# Try it:
Every line of the records below from the line with "carries no profile." up to and including the line with "(1, false) =>" must be reproduced exactly, and no line outside that range.

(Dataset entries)

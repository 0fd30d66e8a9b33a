// Copyright 2024 The ChromiumOS Authors
// Use of this source code is governed by a BSD-style license that can be
// found in the LICENSE file.

//! Format of a stream, as signalled by the parameter sets of its first
//! picture.

use std::fmt;

#[derive(Copy, Clone, Debug, Default, PartialEq, Eq)]
pub struct Resolution {
    pub width: u32,
    pub height: u32,
}

impl fmt::Display for Resolution {
    fn fmt(&self, f: &mut fmt::Formatter<'_>) -> fmt::Result {
        write!(f, "{}x{}", self.width, self.height)
    }
}

/// Chroma subsampling, from `chroma_format_idc`.
#[derive(Copy, Clone, Debug, PartialEq, Eq, Hash)]
pub enum ChromaFormat {
    Monochrome,
    Yuv420,
    Yuv422,
    Yuv444,
}

impl ChromaFormat {
    pub fn from_idc(chroma_format_idc: u8) -> Option<Self> {
        match chroma_format_idc {
            0 => Some(ChromaFormat::Monochrome),
            1 => Some(ChromaFormat::Yuv420),
            2 => Some(ChromaFormat::Yuv422),
            3 => Some(ChromaFormat::Yuv444),
            _ => None,
        }
    }
}

impl fmt::Display for ChromaFormat {
    fn fmt(&self, f: &mut fmt::Formatter<'_>) -> fmt::Result {
        f.write_str(match self {
            ChromaFormat::Monochrome => "4:0:0",
            ChromaFormat::Yuv420 => "4:2:0",
            ChromaFormat::Yuv422 => "4:2:2",
            ChromaFormat::Yuv444 => "4:4:4",
        })
    }
}

#[derive(Copy, Clone, Debug, PartialEq, Eq, Hash)]
pub struct PixelFormat {
    pub chroma_format: ChromaFormat,
    pub bit_depth_luma: u8,
    pub bit_depth_chroma: u8,
}

impl PixelFormat {
    pub fn new(chroma_format_idc: u8, bit_depth_luma: u8, bit_depth_chroma: u8) -> Option<Self> {
        Some(Self {
            chroma_format: ChromaFormat::from_idc(chroma_format_idc)?,
            bit_depth_luma,
            bit_depth_chroma,
        })
    }
}

/// A rational number, e.g. a frame rate in frames per second.
#[derive(Copy, Clone, Debug, PartialEq, Eq, Hash)]
pub struct Ratio {
    pub num: u64,
    pub den: u64,
}

impl Ratio {
    pub fn new(num: u64, den: u64) -> Self {
        Self { num, den }
    }

    pub fn as_f64(&self) -> f64 {
        self.num as f64 / self.den as f64
    }
}

impl fmt::Display for Ratio {
    fn fmt(&self, f: &mut fmt::Formatter<'_>) -> fmt::Result {
        write!(f, "{}/{}", self.num, self.den)
    }
}

/// Sample aspect ratios of Table E-1 of H.264, also used by H.265 and H.266,
/// indexed by `aspect_ratio_idc - 1`.
const SAMPLE_ASPECT_RATIOS: [(u64, u64); 16] = [
    (1, 1),
    (12, 11),
    (10, 11),
    (16, 11),
    (40, 33),
    (24, 11),
    (20, 11),
    (32, 11),
    (80, 33),
    (18, 11),
    (15, 11),
    (64, 33),
    (160, 99),
    (4, 3),
    (3, 2),
    (2, 1),
];

/// aspect_ratio_idc value for an explicit sar_width:sar_height.
const EXTENDED_SAR: u8 = 255;

/// The sample aspect ratio signalled by `aspect_ratio_idc`, or `None` if it
/// is unspecified or reserved.
pub fn sample_aspect_ratio(
    aspect_ratio_idc: u8,
    sar_width: u16,
    sar_height: u16,
) -> Option<Ratio> {
    match aspect_ratio_idc {
        EXTENDED_SAR if sar_width != 0 && sar_height != 0 => {
            Some(Ratio::new(u64::from(sar_width), u64::from(sar_height)))
        }
        1..=16 => {
            let (num, den) = SAMPLE_ASPECT_RATIOS[usize::from(aspect_ratio_idc - 1)];
            Some(Ratio::new(num, den))
        }
        _ => None,
    }
}

/// Format properties a decoder or a container muxer needs up front.
#[derive(Clone, Debug, PartialEq, Eq)]
pub struct StreamInfo {
    /// Size of the decoded pictures.
    pub coded_size: Resolution,
    /// Size once the cropping or conformance window is applied.
    pub display_size: Resolution,
    /// `None` for a reserved `chroma_format_idc`.
    pub pixel_format: Option<PixelFormat>,
    /// `general_profile_idc`, or `profile_idc` for H.264. 0 when the SPS
    /// carries no profile.
    pub profile_idc: u8,
    pub level_idc: u8,
    /// Frames per second, from the VUI of H.264 or the VPS timing of H.265
    /// and H.266. `None` when not signalled.
    pub frame_rate: Option<Ratio>,
    /// From the VUI of H.264. The VUI of H.265 and H.266 comes after syntax
    /// that is not parsed, so it is `None` for them.
    pub sample_aspect_ratio: Option<Ratio>,
}

/// Size left once `left + right` and `top + bottom` units of `unit_x` by
/// `unit_y` samples are cropped from `coded`.
pub(crate) fn cropped_size(
    coded: Resolution,
    (unit_x, unit_y): (u32, u32),
    (left, right, top, bottom): (u32, u32, u32, u32),
) -> Resolution {
    let crop = |size: u32, unit: u32, a: u32, b: u32| {
        a.checked_add(b)
            .and_then(|offset| offset.checked_mul(unit))
            .map_or(0, |offset| size.saturating_sub(offset))
    };

    Resolution {
        width: crop(coded.width, unit_x, left, right),
        height: crop(coded.height, unit_y, top, bottom),
    }
}

/// SubWidthC and SubHeightC of H.265 and H.266 for `chroma_format_idc`.
pub(crate) fn sub_width_height_c(chroma_format_idc: u8, separate_colour_plane: bool) -> (u32, u32) {
    match (chroma_format_idc, separate_colour_plane) {
        (1, false) => (2, 2),
        (2, false) => (2, 1),
        _ => (1, 1),
    }
}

# Answer box:
    /// carries no profile.
    pub profile_idc: u8,
    pub level_idc: u8,
    /// Frames per second, from the VUI of H.264 or the VPS timing of H.265
    /// and H.266. `None` when not signalled.
    pub frame_rate: Option<Ratio>,
    /// From the VUI of H.264. The VUI of H.265 and H.266 comes after syntax
    /// that is not parsed, so it is `None` for them.
    pub sample_aspect_ratio: Option<Ratio>,
}

/// Size left once `left + right` and `top + bottom` units of `unit_x` by
/// `unit_y` samples are cropped from `coded`.
pub(crate) fn cropped_size(
    coded: Resolution,
    (unit_x, unit_y): (u32, u32),
    (left, right, top, bottom): (u32, u32, u32, u32),
) -> Resolution {
    let crop = |size: u32, unit: u32, a: u32, b: u32| {
        a.checked_add(b)
            .and_then(|offset| offset.checked_mul(unit))
            .map_or(0, |offset| size.saturating_sub(offset))
    };

    Resolution {
        width: crop(coded.width, unit_x, left, right),
        height: crop(coded.height, unit_y, top, bottom),
    }
}

/// SubWidthC and SubHeightC of H.265 and H.266 for `chroma_format_idc`.
pub(crate) fn sub_width_height_c(chroma_format_idc: u8, separate_colour_plane: bool) -> (u32, u32) {
    match (chroma_format_idc, separate_colour_plane) {
        (1, false) => (2, 2),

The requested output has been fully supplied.